You’ve probably seen the grainy photos. Two young guys, messy hair, oversized glasses, surrounded by clunky hardware and stacks of floppy disks. Most people think they know the answer to who was the founder of Microsoft in a heartbeat: Bill Gates. And while that’s technically true, it’s also a massive oversimplification that ignores the friction, the late-night coding sessions at Lakeside School, and the legal battles that shaped the modern world.
Microsoft wasn't just a solo act.
It was a partnership. Paul Allen and Bill Gates were the primary architects, but the way they came together—and eventually drifted apart—is way more interesting than the "college dropout makes billions" narrative we've been fed for decades.

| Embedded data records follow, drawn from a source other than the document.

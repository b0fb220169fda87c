//! Builders for HTTP state over the configured storage backend.

use std::sync::Arc;

use actix_web::web;
use mockable::{Clock, DefaultClock};
use tracing::{info, warn};

use shipment_backend::services::ServiceGraph;
use shipment_backend::domain::ports::UserRepository;
use shipment_backend::inbound::http::state::HttpState;
use shipment_backend::outbound::memory::{InMemoryShipmentRepository, InMemoryUserRepository};
use shipment_backend::outbound::persistence::{DieselShipmentRepository, DieselUserRepository};

use super::ServerConfig;

async fn finish<U>(graph: ServiceGraph<U>, seed_demo_data: bool) -> std::io::Result<HttpState>
where
    U: UserRepository + 'static,
{
    if seed_demo_data {
        let outcome = graph
            .seeder
            .seed()
            .await
            .map_err(|err| std::io::Error::other(format!("demo data seeding failed: {err}")))?;
        info!(
            shipments_created = outcome.shipments_created,
            "demo data ready"
        );
    }
    Ok(graph.http_state)
}

/// Build the shared HTTP state, using PostgreSQL when a pool is configured
/// and process memory otherwise.
///
/// # Errors
/// Returns [`std::io::Error`] when demo seeding was requested and failed.
pub(crate) async fn build_http_state(
    config: &ServerConfig,
) -> std::io::Result<web::Data<HttpState>> {
    let clock: Arc<dyn Clock> = Arc::new(DefaultClock);
    let state = match &config.db_pool {
        Some(pool) => {
            let graph = ServiceGraph::assemble(
                Arc::new(DieselUserRepository::new(pool.clone())),
                Arc::new(DieselShipmentRepository::new(pool.clone())),
                clock,
            );
            finish(graph, config.seed_demo_data).await?
        }
        None => {
            warn!("no database configured; shipments are kept in memory only");
            let graph = ServiceGraph::assemble(
                Arc::new(InMemoryUserRepository::new()),
                Arc::new(InMemoryShipmentRepository::new()),
                clock,
            );
            finish(graph, config.seed_demo_data).await?
        }
    };
    Ok(web::Data::new(state))
}
//! Contract tests for the in-memory shipment store.

use chrono::{DateTime, Duration, TimeZone, Utc};
use rstest::{fixture, rstest};

use super::*;
use crate::domain::{
    DestinationAddress, ListShipmentsParams, ShipmentDraft, ShipmentNotes, StatusFilter,
    TrackingNumber,
};

fn at(day: u32) -> DateTime<Utc> {
    Utc.with_ymd_and_hms(2026, 2, day, 12, 0, 0)
        .single()
        .expect("valid timestamp")
}

fn shipment(owner: &UserId, tracking: &str, status: ShipmentStatus, day: u32) -> Shipment {
    let mut draft = ShipmentDraft::new(
        TrackingNumber::new(tracking).expect("tracking number"),
        DestinationAddress::new(format!("{tracking} Dock Lane")).expect("address"),
        at(day),
        at(day) + Duration::days(3),
    );
    draft.status = status;
    Shipment::create(ShipmentId::random(), owner.clone(), draft, at(day))
}

#[fixture]
fn owner() -> UserId {
    UserId::random()
}

async fn seeded(owner: &UserId) -> InMemoryShipmentRepository {
    let repo = InMemoryShipmentRepository::new();
    for (index, tracking) in ["TRK001", "TRK002", "TRK003"].into_iter().enumerate() {
        let day = u32::try_from(index).expect("small index") + 1;
        repo.insert(&shipment(owner, tracking, ShipmentStatus::Pending, day))
            .await
            .expect("insert");
    }
    repo
}

#[rstest]
#[tokio::test]
async fn tracking_numbers_are_unique_across_owners(owner: UserId) {
    let repo = seeded(&owner).await;
    let stranger = UserId::random();

    let error = repo
        .insert(&shipment(&stranger, "TRK001", ShipmentStatus::Pending, 9))
        .await
        .expect_err("duplicate tracking number");

    assert_eq!(
        error,
        ShipmentRepositoryError::duplicate_tracking_number("TRK001")
    );
}

#[rstest]
#[tokio::test]
async fn reads_and_deletes_are_owner_scoped(owner: UserId) {
    let repo = InMemoryShipmentRepository::new();
    let stored = shipment(&owner, "TRK010", ShipmentStatus::Delivered, 4);
    repo.insert(&stored).await.expect("insert");
    let stranger = UserId::random();

    assert_eq!(
        repo.find_for_owner(&stored.id(), &stranger).await.expect("find"),
        None
    );
    assert!(!repo.delete_for_owner(&stored.id(), &stranger).await.expect("delete"));
    assert!(repo.delete_for_owner(&stored.id(), &owner).await.expect("delete"));
    assert!(!repo.delete_for_owner(&stored.id(), &owner).await.expect("delete"));
}

#[rstest]
#[tokio::test]
async fn update_rejects_tracking_number_of_another_shipment(owner: UserId) {
    let repo = InMemoryShipmentRepository::new();
    let first = shipment(&owner, "TRK100", ShipmentStatus::Pending, 1);
    let second = shipment(&owner, "TRK200", ShipmentStatus::Pending, 2);
    repo.insert(&first).await.expect("insert");
    repo.insert(&second).await.expect("insert");

    let patch = ShipmentPatch {
        tracking_number: Some(TrackingNumber::new("TRK100").expect("tracking number")),
        ..Default::default()
    };

    let error = repo
        .update_for_owner(&second.id(), &owner, &patch, at(5))
        .await
        .expect_err("collision");
    assert!(matches!(
        error,
        ShipmentRepositoryError::DuplicateTrackingNumber { .. }
    ));
    let untouched = repo
        .find_for_owner(&second.id(), &owner)
        .await
        .expect("find")
        .expect("present");
    assert_eq!(untouched.tracking_number().as_ref(), "TRK200");
}

#[rstest]
#[tokio::test]
async fn update_keeping_own_tracking_number_succeeds(owner: UserId) {
    let repo = InMemoryShipmentRepository::new();
    let stored = shipment(&owner, "TRK300", ShipmentStatus::Pending, 1);
    repo.insert(&stored).await.expect("insert");

    let patch = ShipmentPatch {
        tracking_number: Some(TrackingNumber::new("TRK300").expect("tracking number")),
        status: Some(ShipmentStatus::InTransit),
        ..Default::default()
    };

    let merged = repo
        .update_for_owner(&stored.id(), &owner, &patch, at(2))
        .await
        .expect("update")
        .expect("owned");
    assert_eq!(merged.status(), ShipmentStatus::InTransit);
    let reloaded = repo
        .find_for_owner(&stored.id(), &owner)
        .await
        .expect("find")
        .expect("present");
    assert_eq!(reloaded, merged);
    assert_eq!(reloaded.updated_at(), at(2));
}

#[rstest]
#[tokio::test]
async fn update_of_foreign_shipment_returns_none(owner: UserId) {
    let repo = InMemoryShipmentRepository::new();
    let stored = shipment(&owner, "TRK400", ShipmentStatus::Pending, 1);
    repo.insert(&stored).await.expect("insert");
    let patch = ShipmentPatch {
        is_fragile: Some(true),
        ..Default::default()
    };

    let outcome = repo
        .update_for_owner(&stored.id(), &UserId::random(), &patch, at(2))
        .await
        .expect("update");

    assert_eq!(outcome, None);
}

#[rstest]
#[tokio::test]
async fn interleaved_patches_to_different_fields_both_survive(owner: UserId) {
    let repo = InMemoryShipmentRepository::new();
    let stored = shipment(&owner, "TRK500", ShipmentStatus::InTransit, 1);
    repo.insert(&stored).await.expect("insert");

    let deliver = ShipmentPatch {
        status: Some(ShipmentStatus::Delivered),
        ..Default::default()
    };
    let annotate = ShipmentPatch {
        notes: Some(ShipmentNotes::new("leave at reception").expect("notes")),
        ..Default::default()
    };
    repo.update_for_owner(&stored.id(), &owner, &deliver, at(2))
        .await
        .expect("deliver")
        .expect("owned");
    repo.update_for_owner(&stored.id(), &owner, &annotate, at(3))
        .await
        .expect("annotate")
        .expect("owned");

    let reloaded = repo
        .find_for_owner(&stored.id(), &owner)
        .await
        .expect("find")
        .expect("present");
    assert_eq!(reloaded.status(), ShipmentStatus::Delivered);
    assert_eq!(reloaded.notes().as_ref(), "leave at reception");
    assert_eq!(reloaded.updated_at(), at(3));
}

#[rstest]
#[tokio::test]
async fn list_windows_the_ordered_selection(owner: UserId) {
    let repo = seeded(&owner).await;
    let selection = ShipmentSelection::build(owner.clone(), &ListShipmentsParams::default());

    let first_page = repo
        .list(&selection, PageRequest::new(1, 2))
        .await
        .expect("list");
    let second_page = repo
        .list(&selection, PageRequest::new(2, 2))
        .await
        .expect("list");
    let beyond = repo
        .list(&selection, PageRequest::new(3, 2))
        .await
        .expect("list");

    let tracking: Vec<&str> = first_page
        .iter()
        .chain(second_page.iter())
        .map(|s| s.tracking_number().as_ref())
        .collect();
    assert_eq!(tracking, ["TRK003", "TRK002", "TRK001"]);
    assert!(beyond.is_empty());
}

#[rstest]
#[tokio::test]
async fn count_and_status_groups_follow_filter(owner: UserId) {
    let repo = seeded(&owner).await;
    repo.insert(&shipment(&owner, "TRK004", ShipmentStatus::Delayed, 5))
        .await
        .expect("insert");
    repo.insert(&shipment(&UserId::random(), "TRK005", ShipmentStatus::Delayed, 5))
        .await
        .expect("insert");

    let delayed = ShipmentSelection::build(
        owner.clone(),
        &ListShipmentsParams {
            status: StatusFilter::Only(ShipmentStatus::Delayed),
            ..ListShipmentsParams::default()
        },
    );
    assert_eq!(repo.count(&delayed.filter).await.expect("count"), 1);
    assert_eq!(
        repo.count(&ShipmentFilter::for_owner(owner.clone()))
            .await
            .expect("count"),
        4
    );

    let groups = repo.count_by_status(&owner).await.expect("groups");
    assert_eq!(
        groups,
        vec![(ShipmentStatus::Pending, 3), (ShipmentStatus::Delayed, 1)]
    );
}

#[rstest]
#[case(1)]
#[case(2)]
#[case(3)]
#[case(7)]
#[case(10)]
#[tokio::test]
async fn walking_every_page_yields_each_shipment_once(owner: UserId, #[case] page_size: u32) {
    let repo = InMemoryShipmentRepository::new();
    // Repeated days give equal creation timestamps, so ordering relies on
    // the id tie-break.
    for (tracking, day) in [
        ("TRK-A", 1),
        ("TRK-B", 1),
        ("TRK-C", 2),
        ("TRK-D", 2),
        ("TRK-E", 2),
        ("TRK-F", 3),
        ("TRK-G", 4),
    ] {
        repo.insert(&shipment(&owner, tracking, ShipmentStatus::InTransit, day))
            .await
            .expect("insert");
    }
    let selection = ShipmentSelection::build(owner.clone(), &ListShipmentsParams::default());
    let total = repo.count(&selection.filter).await.expect("count");
    let meta = pagination::PageMeta::new(PageRequest::new(1, page_size), total);

    let mut walked = Vec::new();
    for page in 1..=meta.total_pages {
        let request = PageRequest::new(u32::try_from(page).expect("small page"), page_size);
        let rows = repo.list(&selection, request).await.expect("list");
        assert!(rows.len() <= page_size as usize);
        walked.extend(rows.iter().map(Shipment::id));
    }

    let everything = repo
        .list(&selection, PageRequest::new(1, 100))
        .await
        .expect("list all");
    let expected: Vec<ShipmentId> = everything.iter().map(Shipment::id).collect();
    assert_eq!(walked, expected);
}
//! Liveness and readiness probes.

use std::sync::atomic::{AtomicBool, Ordering};

use actix_web::{HttpResponse, get, http::header, web};

/// Probe state shared between the server and the probe handlers.
///
/// Starts live but not ready; the server marks it ready once bound.
#[derive(Debug)]
pub struct HealthState {
    ready: AtomicBool,
    live: AtomicBool,
}

impl Default for HealthState {
    fn default() -> Self {
        Self {
            ready: AtomicBool::new(false),
            live: AtomicBool::new(true),
        }
    }
}

impl HealthState {
    /// Live, not yet ready.
    pub fn new() -> Self {
        Self::default()
    }

    /// Start accepting traffic.
    pub fn mark_ready(&self) {
        self.ready.store(true, Ordering::Release);
    }

    /// Fail liveness so orchestrators stop routing during shutdown.
    pub fn mark_unhealthy(&self) {
        self.live.store(false, Ordering::Release);
    }

    /// Readiness flag.
    pub fn is_ready(&self) -> bool {
        self.ready.load(Ordering::Acquire)
    }

    /// Liveness flag.
    pub fn is_alive(&self) -> bool {
        self.live.load(Ordering::Acquire)
    }
}

fn probe(ok: bool) -> HttpResponse {
    let mut response = if ok {
        HttpResponse::Ok()
    } else {
        HttpResponse::ServiceUnavailable()
    };
    response
        .insert_header((header::CACHE_CONTROL, "no-store"))
        .finish()
}

/// Readiness probe: 200 once the server is accepting traffic, else 503.
#[utoipa::path(
    get,
    path = "/health/ready",
    tags = ["health"],
    security([]),
    responses(
        (status = 200, description = "Ready to serve traffic"),
        (status = 503, description = "Not ready")
    )
)]
#[get("/health/ready")]
pub async fn ready(state: web::Data<HealthState>) -> HttpResponse {
    probe(state.is_ready())
}

/// Liveness probe: 200 until the process starts draining.
#[utoipa::path(
    get,
    path = "/health/live",
    tags = ["health"],
    security([]),
    responses(
        (status = 200, description = "Alive"),
        (status = 503, description = "Shutting down")
    )
)]
#[get("/health/live")]
pub async fn live(state: web::Data<HealthState>) -> HttpResponse {
    probe(state.is_alive())
}

#[cfg(test)]
mod tests {
    use actix_web::http::StatusCode;
    use actix_web::{App, test};
    use rstest::rstest;

    use super::*;

    #[rstest]
    #[actix_web::test]
    async fn readiness_follows_state_and_is_never_cached() {
        let state = web::Data::new(HealthState::new());
        let app = test::init_service(
            App::new()
                .app_data(state.clone())
                .service(ready)
                .service(live),
        )
        .await;

        let res = test::call_service(&app, test::TestRequest::get().uri("/health/ready").to_request())
            .await;
        assert_eq!(res.status(), StatusCode::SERVICE_UNAVAILABLE);
        assert_eq!(
            res.headers().get(header::CACHE_CONTROL).and_then(|v| v.to_str().ok()),
            Some("no-store")
        );

        state.mark_ready();
        let res = test::call_service(&app, test::TestRequest::get().uri("/health/ready").to_request())
            .await;
        assert_eq!(res.status(), StatusCode::OK);
    }

    #[rstest]
    #[actix_web::test]
    async fn liveness_fails_once_unhealthy() {
        let state = web::Data::new(HealthState::new());
        let app = test::init_service(App::new().app_data(state.clone()).service(live)).await;

        let res =
            test::call_service(&app, test::TestRequest::get().uri("/health/live").to_request()).await;
        assert_eq!(res.status(), StatusCode::OK);

        state.mark_unhealthy();
        let res =
            test::call_service(&app, test::TestRequest::get().uri("/health/live").to_request()).await;
        assert_eq!(res.status(), StatusCode::SERVICE_UNAVAILABLE);
    }
}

The Lakeside connection and the birth of a giant
Before there was an office in Albuquerque, there was the Lakeside School in Seattle. This is where it actually started. Paul Allen was two years older than Gates, but they bonded over a shared obsession with the Teletype Model 33 terminal. They weren't just playing games; they were trying to break things. They famously got banned from the Computer Center Corporation (C-Cube) for exploiting bugs in the operating system to get free computing time.
That’s the spark.
When people ask who was the founder of Microsoft, they often forget that Paul Allen was the one who dragged Gates into the light. Allen was the visionary who saw a cover of Popular Electronics in 1975 featuring the Altair 8800 and realized the window of opportunity was closing. He literally ran to Gates' dorm at Harvard. He told him they had to move. Right then.

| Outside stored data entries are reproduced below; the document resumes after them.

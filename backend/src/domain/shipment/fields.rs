//! Validated shipment field types.

use std::fmt;
use std::str::FromStr;

use serde::{Deserialize, Serialize};
use uuid::Uuid;

/// Maximum length of a tracking number, in characters.
pub const TRACKING_NUMBER_MAX: usize = 50;
/// Maximum length of shipment notes, in characters.
pub const NOTES_MAX: usize = 1000;

/// Validation errors raised by the shipment field types.
#[derive(Debug, Clone, PartialEq, Eq, thiserror::Error)]
pub enum ShipmentValidationError {
    /// The shipment id was not a UUID.
    #[error("shipment id must be a valid UUID")]
    InvalidId,
    /// The tracking number was blank.
    #[error("tracking number is required")]
    EmptyTrackingNumber,
    /// The tracking number exceeded [`TRACKING_NUMBER_MAX`].
    #[error("tracking number must be at most {max} characters")]
    TrackingNumberTooLong {
        /// Maximum accepted length.
        max: usize,
    },
    /// The destination address was blank.
    #[error("destination address is required")]
    EmptyDestinationAddress,
    /// The notes exceeded [`NOTES_MAX`].
    #[error("notes must be at most {max} characters")]
    NotesTooLong {
        /// Maximum accepted length.
        max: usize,
    },
    /// The status was not one of the five lifecycle values.
    #[error("status must be one of PENDING, IN_TRANSIT, OUT_FOR_DELIVERY, DELIVERED, DELAYED")]
    UnknownStatus,
}

/// Stable shipment identifier.
#[derive(Debug, Clone, Copy, PartialEq, Eq, Hash, PartialOrd, Ord, Serialize, Deserialize)]
#[serde(transparent)]
pub struct ShipmentId(Uuid);

impl ShipmentId {
    /// Generate a new random identifier.
    pub fn random() -> Self {
        Self(Uuid::new_v4())
    }

    /// Wrap a UUID read from storage.
    pub const fn from_uuid(uuid: Uuid) -> Self {
        Self(uuid)
    }

    /// Access the underlying UUID.
    pub const fn as_uuid(&self) -> &Uuid {
        &self.0
    }
}

impl fmt::Display for ShipmentId {
    fn fmt(&self, f: &mut fmt::Formatter<'_>) -> fmt::Result {
        self.0.fmt(f)
    }
}

impl FromStr for ShipmentId {
    type Err = ShipmentValidationError;

    fn from_str(s: &str) -> Result<Self, Self::Err> {
        Uuid::parse_str(s.trim())
            .map(Self)
            .map_err(|_| ShipmentValidationError::InvalidId)
    }
}

/// Globally unique external tracking number.
///
/// ## Invariants
/// - Trimmed, non-empty, at most [`TRACKING_NUMBER_MAX`] characters.
#[derive(Debug, Clone, PartialEq, Eq, Hash, Serialize, Deserialize)]
#[serde(try_from = "String", into = "String")]
pub struct TrackingNumber(String);

impl TrackingNumber {
    /// Validate and construct a tracking number.
    ///
    /// # Examples
    /// ```
    /// use shipment_backend::domain::TrackingNumber;
    ///
    /// assert_eq!(TrackingNumber::new(" TRK001 ").unwrap().as_ref(), "TRK001");
    /// assert!(TrackingNumber::new("   ").is_err());
    /// ```
    pub fn new(raw: impl Into<String>) -> Result<Self, ShipmentValidationError> {
        let raw = raw.into();
        let trimmed = raw.trim();
        if trimmed.is_empty() {
            return Err(ShipmentValidationError::EmptyTrackingNumber);
        }
        if trimmed.chars().count() > TRACKING_NUMBER_MAX {
            return Err(ShipmentValidationError::TrackingNumberTooLong {
                max: TRACKING_NUMBER_MAX,
            });
        }
        Ok(Self(trimmed.to_owned()))
    }
}

impl AsRef<str> for TrackingNumber {
    fn as_ref(&self) -> &str {
        &self.0
    }
}

impl fmt::Display for TrackingNumber {
    fn fmt(&self, f: &mut fmt::Formatter<'_>) -> fmt::Result {
        f.write_str(&self.0)
    }
}

impl From<TrackingNumber> for String {
    fn from(value: TrackingNumber) -> Self {
        value.0
    }
}

impl TryFrom<String> for TrackingNumber {
    type Error = ShipmentValidationError;

    fn try_from(value: String) -> Result<Self, Self::Error> {
        Self::new(value)
    }
}

/// Free-text destination address.
#[derive(Debug, Clone, PartialEq, Eq, Serialize, Deserialize)]
#[serde(try_from = "String", into = "String")]
pub struct DestinationAddress(String);

impl DestinationAddress {
    /// Validate and construct a destination address.
    pub fn new(raw: impl Into<String>) -> Result<Self, ShipmentValidationError> {
        let raw = raw.into();
        let trimmed = raw.trim();
        if trimmed.is_empty() {
            return Err(ShipmentValidationError::EmptyDestinationAddress);
        }
        Ok(Self(trimmed.to_owned()))
    }
}

impl AsRef<str> for DestinationAddress {
    fn as_ref(&self) -> &str {
        &self.0
    }
}

impl From<DestinationAddress> for String {
    fn from(value: DestinationAddress) -> Self {
        value.0
    }
}

impl TryFrom<String> for DestinationAddress {
    type Error = ShipmentValidationError;

    fn try_from(value: String) -> Result<Self, Self::Error> {
        Self::new(value)
    }
}

/// Free-text notes attached to a shipment. Empty by default.
#[derive(Debug, Clone, Default, PartialEq, Eq, Serialize, Deserialize)]
#[serde(try_from = "String", into = "String")]
pub struct ShipmentNotes(String);

impl ShipmentNotes {
    /// Validate and construct notes. Whitespace is preserved.
    pub fn new(raw: impl Into<String>) -> Result<Self, ShipmentValidationError> {
        let raw = raw.into();
        if raw.chars().count() > NOTES_MAX {
            return Err(ShipmentValidationError::NotesTooLong { max: NOTES_MAX });
        }
        Ok(Self(raw))
    }
}

impl AsRef<str> for ShipmentNotes {
    fn as_ref(&self) -> &str {
        &self.0
    }
}

impl From<ShipmentNotes> for String {
    fn from(value: ShipmentNotes) -> Self {
        value.0
    }
}

impl TryFrom<String> for ShipmentNotes {
    type Error = ShipmentValidationError;

    fn try_from(value: String) -> Result<Self, Self::Error> {
        Self::new(value)
    }
}

/// Shipment lifecycle status.
#[derive(Debug, Clone, Copy, Default, PartialEq, Eq, Hash, Serialize, Deserialize)]
#[serde(rename_all = "SCREAMING_SNAKE_CASE")]
pub enum ShipmentStatus {
    /// Registered but not yet shipped.
    #[default]
    Pending,
    /// Moving between facilities.
    InTransit,
    /// On the last-mile vehicle.
    OutForDelivery,
    /// Handed over to the recipient.
    Delivered,
    /// Held up somewhere along the route.
    Delayed,
}

impl ShipmentStatus {
    /// Every status, in lifecycle order.
    pub const ALL: [Self; 5] = [
        Self::Pending,
        Self::InTransit,
        Self::OutForDelivery,
        Self::Delivered,
        Self::Delayed,
    ];

    /// Storage and wire representation.
    pub const fn as_str(self) -> &'static str {
        match self {
            Self::Pending => "PENDING",
            Self::InTransit => "IN_TRANSIT",
            Self::OutForDelivery => "OUT_FOR_DELIVERY",
            Self::Delivered => "DELIVERED",
            Self::Delayed => "DELAYED",
        }
    }
}

impl fmt::Display for ShipmentStatus {
    fn fmt(&self, f: &mut fmt::Formatter<'_>) -> fmt::Result {
        f.write_str(self.as_str())
    }
}

impl FromStr for ShipmentStatus {
    type Err = ShipmentValidationError;

    fn from_str(s: &str) -> Result<Self, Self::Err> {
        Self::ALL
            .into_iter()
            .find(|status| status.as_str() == s)
            .ok_or(ShipmentValidationError::UnknownStatus)
    }
}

They didn't have a product. They didn't even have an Altair. They just had a gutsy claim that they could write a BASIC interpreter for a machine they’d never touched.
The "Micro-Soft" hyphen days
The company wasn't even called Microsoft at first. It was "Micro-Soft," a portmanteau of microprocessors and software. They set up shop in Albuquerque because that's where MITS, the makers of the Altair, were located.
It was a scrappy, chaotic mess.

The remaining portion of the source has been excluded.